Margaret Ann Ruhl (born September 2, 1956) is a Republican politician who formerly represented the 68th District of the Ohio House of Representatives, which includes Knox County and the eastern portion of Delaware County.

==Life and career==
A lifelong resident of Knox County, Ohio, Ruhl graduated from Fredericktown High School. She went on to begin a career in business and accounting, and eventually served as city auditor for Mount Vernon, Ohio, from 1983 to 1995. In 1995, Ruhl was elected Knox County Auditor. She served as auditor from 1995 to 2008 before she was elected to the Ohio House of Representatives in 2009.

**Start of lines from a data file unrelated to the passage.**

// ABOUTME: Constitution food guides, seasonal eating advice, and meal modifications
// ABOUTME: Static Ayurvedic reference tables keyed by constitution and season
//
// SPDX-License-Identifier: MIT OR Apache-2.0
// Copyright (c) 2025 Ahara Nutrition Intelligence

use ahara_core::models::Constitution;
use serde::{Deserialize, Serialize};
use std::fmt;

/// Fallback when the season is not recognised
pub const DEFAULT_SEASONAL_ADVICE: &str = "Follow seasonal eating principles";

/// Iron (mg) below which a meal gets an iron modification
const LOW_MEAL_IRON_MG: f64 = 10.0;
/// Vitamin C (mg) below which a meal gets a vitamin C modification
const LOW_MEAL_VITAMIN_C_MG: f64 = 30.0;

/// Foods and spices to favor or avoid for a constitution
#[derive(Debug, Clone, Copy, PartialEq, Eq, Serialize)]
pub struct FoodGuide {
    /// Foods that balance the constitution
    pub favor: [&'static str; 5],
    /// Foods that aggravate it
    pub avoid: [&'static str; 5],
    /// Recommended spices
    pub spices: [&'static str; 5],
}

const VATA_GUIDE: FoodGuide = FoodGuide {
    favor: ["Warm cooked grains", "Root vegetables", "Nuts and seeds", "Ghee", "Warm milk"],
    avoid: ["Raw vegetables", "Cold foods", "Dry foods", "Excessive beans", "Caffeine"],
    spices: ["Ginger", "Cinnamon", "Cardamom", "Fennel", "Cumin"],
};

const PITTA_GUIDE: FoodGuide = FoodGuide {
    favor: ["Sweet fruits", "Leafy greens", "Coconut", "Cooling herbs", "Basmati rice"],
    avoid: ["Spicy foods", "Sour foods", "Tomatoes", "Excessive salt", "Red meat"],
    spices: ["Coriander", "Fennel", "Mint", "Dill", "Turmeric (small amounts)"],
};

const KAPHA_GUIDE: FoodGuide = FoodGuide {
    favor: ["Light fruits", "Leafy greens", "Legumes", "Quinoa", "Herbal teas"],
    avoid: ["Heavy foods", "Dairy", "Sweet foods", "Oily foods", "Cold foods"],
    spices: ["Black pepper", "Ginger", "Turmeric", "Mustard seeds", "Chili"],
};

/// Food guide for a constitution
///
/// Callers holding raw input should resolve it leniently, so an unknown name
/// gets the Vata guide.
#[must_use]
pub const fn food_guide(constitution: Constitution) -> &'static FoodGuide {
    match constitution {
        Constitution::Vata => &VATA_GUIDE,
        Constitution::Pitta => &PITTA_GUIDE,
        Constitution::Kapha => &KAPHA_GUIDE,
    }
}

/// Season of the year
#[derive(Debug, Clone, Copy, PartialEq, Eq, Hash, Serialize, Deserialize)]
#[serde(rename_all = "lowercase")]
pub enum Season {
    /// Spring
    Spring,
    /// Summer
    Summer,
    /// Fall
    Fall,
    /// Winter
    Winter,
}

impl Season {
    /// Case-insensitive parse; `None` for anything unrecognised
    #[must_use]
    pub fn parse(value: &str) -> Option<Self> {
        match value.to_lowercase().as_str() {
            "spring" => Some(Self::Spring),
            "summer" => Some(Self::Summer),
            "fall" => Some(Self::Fall),
            "winter" => Some(Self::Winter),
            _ => None,
        }
    }

    /// Lower-case name
    #[must_use]
    pub const fn as_str(self) -> &'static str {
        match self {
            Self::Spring => "spring",
            Self::Summer => "summer",
            Self::Fall => "fall",
            Self::Winter => "winter",
        }
    }

    const fn general_advice(self) -> &'static str {
        match self {
            Self::Spring => "Light, detoxifying foods to cleanse winter accumulation",
            Self::Summer => "Cool, hydrating foods to balance heat",
            Self::Fall => "Warm, grounding foods to prepare for winter",
            Self::Winter => "Nourishing, warming foods for strength",
        }
    }
}

impl fmt::Display for Season {
    fn fmt(&self, f: &mut fmt::Formatter<'_>) -> fmt::Result {
        f.write_str(self.as_str())
    }
}

/// Seasonal eating advice
///
/// Falls back to the season's general line for an unrecognised constitution and
/// to [`DEFAULT_SEASONAL_ADVICE`] for an unrecognised season.
#[must_use]
pub const fn seasonal_advice(
    season: Option<Season>,
    constitution: Option<Constitution>,
) -> &'static str {
    let Some(season) = season else {
        return DEFAULT_SEASONAL_ADVICE;
    };
    let Some(constitution) = constitution else {
        return season.general_advice();
    };
    match (season, constitution) {
        (Season::Spring, Constitution::Vata) => "Gentle detox with warm, light foods",
        (Season::Spring, Constitution::Pitta) => "Bitter greens and cooling foods",
        (Season::Spring, Constitution::Kapha) => "Spicy, light foods to reduce excess kapha",
        (Season::Summer, Constitution::Vata) => "Sweet, cooling foods but not too cold",
        (Season::Summer, Constitution::Pitta) => "Very cooling foods, avoid heating spices",
        (Season::Summer, Constitution::Kapha) => "Light, cooling foods with some warming spices",
        (Season::Fall, Constitution::Vata) => "Warm, oily, grounding foods",
        (Season::Fall, Constitution::Pitta) => "Sweet, grounding foods, reduce heating foods",
        (Season::Fall, Constitution::Kapha) => "Warm, light foods with stimulating spices",
        (Season::Winter, Constitution::Vata) => "Heavy, warm, oily foods",
        (Season::Winter, Constitution::Pitta) => "Warm but not overly heating foods",
        (Season::Winter, Constitution::Kapha) => "Warm, light, spicy foods",
    }
}

/// Meal-level Ayurvedic modifications
///
/// Five constitution-specific habits (or one balanced-approach line when the
/// constitution is unrecognised), followed by iron and vitamin C additions
/// when the meal is low in either.
#[must_use]
pub fn meal_modifications(
    constitution: Option<Constitution>,
    iron_mg: f64,
    vitamin_c_mg: f64,
) -> Vec<&'static str> {
    let mut suggestions = match constitution {
        Some(Constitution::Vata) => vec![
            "Favor warm, cooked foods over raw foods",
            "Add ghee and warming spices like ginger and cinnamon",
            "Eat regular meals at consistent times",
            "Include sweet, sour, and salty tastes",
            "Avoid excessive cold or dry foods",
        ],
        Some(Constitution::Pitta) => vec![
            "Favor cooling foods like cucumber and mint",
            "Reduce spicy, oily, and acidic foods",
            "Include sweet, bitter, and astringent tastes",
            "Eat moderate portions at regular times",
            "Avoid excessive heat-generating foods",
        ],
        Some(Constitution::Kapha) => vec![
            "Favor light, dry, and warm foods",
            "Include pungent, bitter, and astringent tastes",
            "Reduce heavy, oily, and sweet foods",
            "Eat smaller portions and avoid overeating",
            "Include stimulating spices like black pepper and turmeric",
        ],
        None => vec!["Follow a balanced approach suitable for your constitution"],
    };

    if iron_mg < LOW_MEAL_IRON_MG {
        suggestions.push("Include iron-rich foods like sesame seeds and dark leafy greens");
    }
    if vitamin_c_mg < LOW_MEAL_VITAMIN_C_MG {
        suggestions.push("Add amla (Indian gooseberry) for natural vitamin C");
    }

    suggestions
}

#[cfg(test)]
mod tests {
    use super::*;

    #[test]
    fn test_unknown_constitution_name_gets_vata_guide() {
        let guide = food_guide(Constitution::from_str_lossy("ether"));
        assert_eq!(guide, &VATA_GUIDE);
        assert_eq!(food_guide(Constitution::Pitta).spices[4], "Turmeric (small amounts)");
    }

    #[test]
    fn test_seasonal_fallbacks() {
        assert_eq!(
            seasonal_advice(Season::parse("Summer"), Constitution::parse("pitta")),
            "Very cooling foods, avoid heating spices"
        );
        assert_eq!(
            seasonal_advice(Season::parse("winter"), None),
            "Nourishing, warming foods for strength"
        );
        assert_eq!(
            seasonal_advice(Season::parse("monsoon"), Some(Constitution::Kapha)),
            DEFAULT_SEASONAL_ADVICE
        );
    }

    #[test]
    fn test_meal_modifications_add_nutrient_lines() {
        let suggestions = meal_modifications(None, 4.0, 45.0);
        assert_eq!(
            suggestions,
            vec![
                "Follow a balanced approach suitable for your constitution",
                "Include iron-rich foods like sesame seeds and dark leafy greens",
            ]
        );
        assert_eq!(meal_modifications(Some(Constitution::Kapha), 12.0, 31.0).len(), 5);
    }
}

==Ohio House of Representatives==
When Representative Thom Collier was term limited from the Statehouse in 2008, Ruhl ran for the open seat. A decisively Republican district, Ruhl initially faced Tom Whiston in the Republican Primary, and won with 53.71%. She defeated Democrat Duane Grassbaugh by 55.16% of the vote in an overwhelmingly Democratic year.

In 2010, Ruhl ran for a second term. Again Ruhl faced a primary challenge by Patrick Quinn, but again won with 64.59% of the vote. She went on to defeat Democrat John Ryerson with 72.26% of the vote.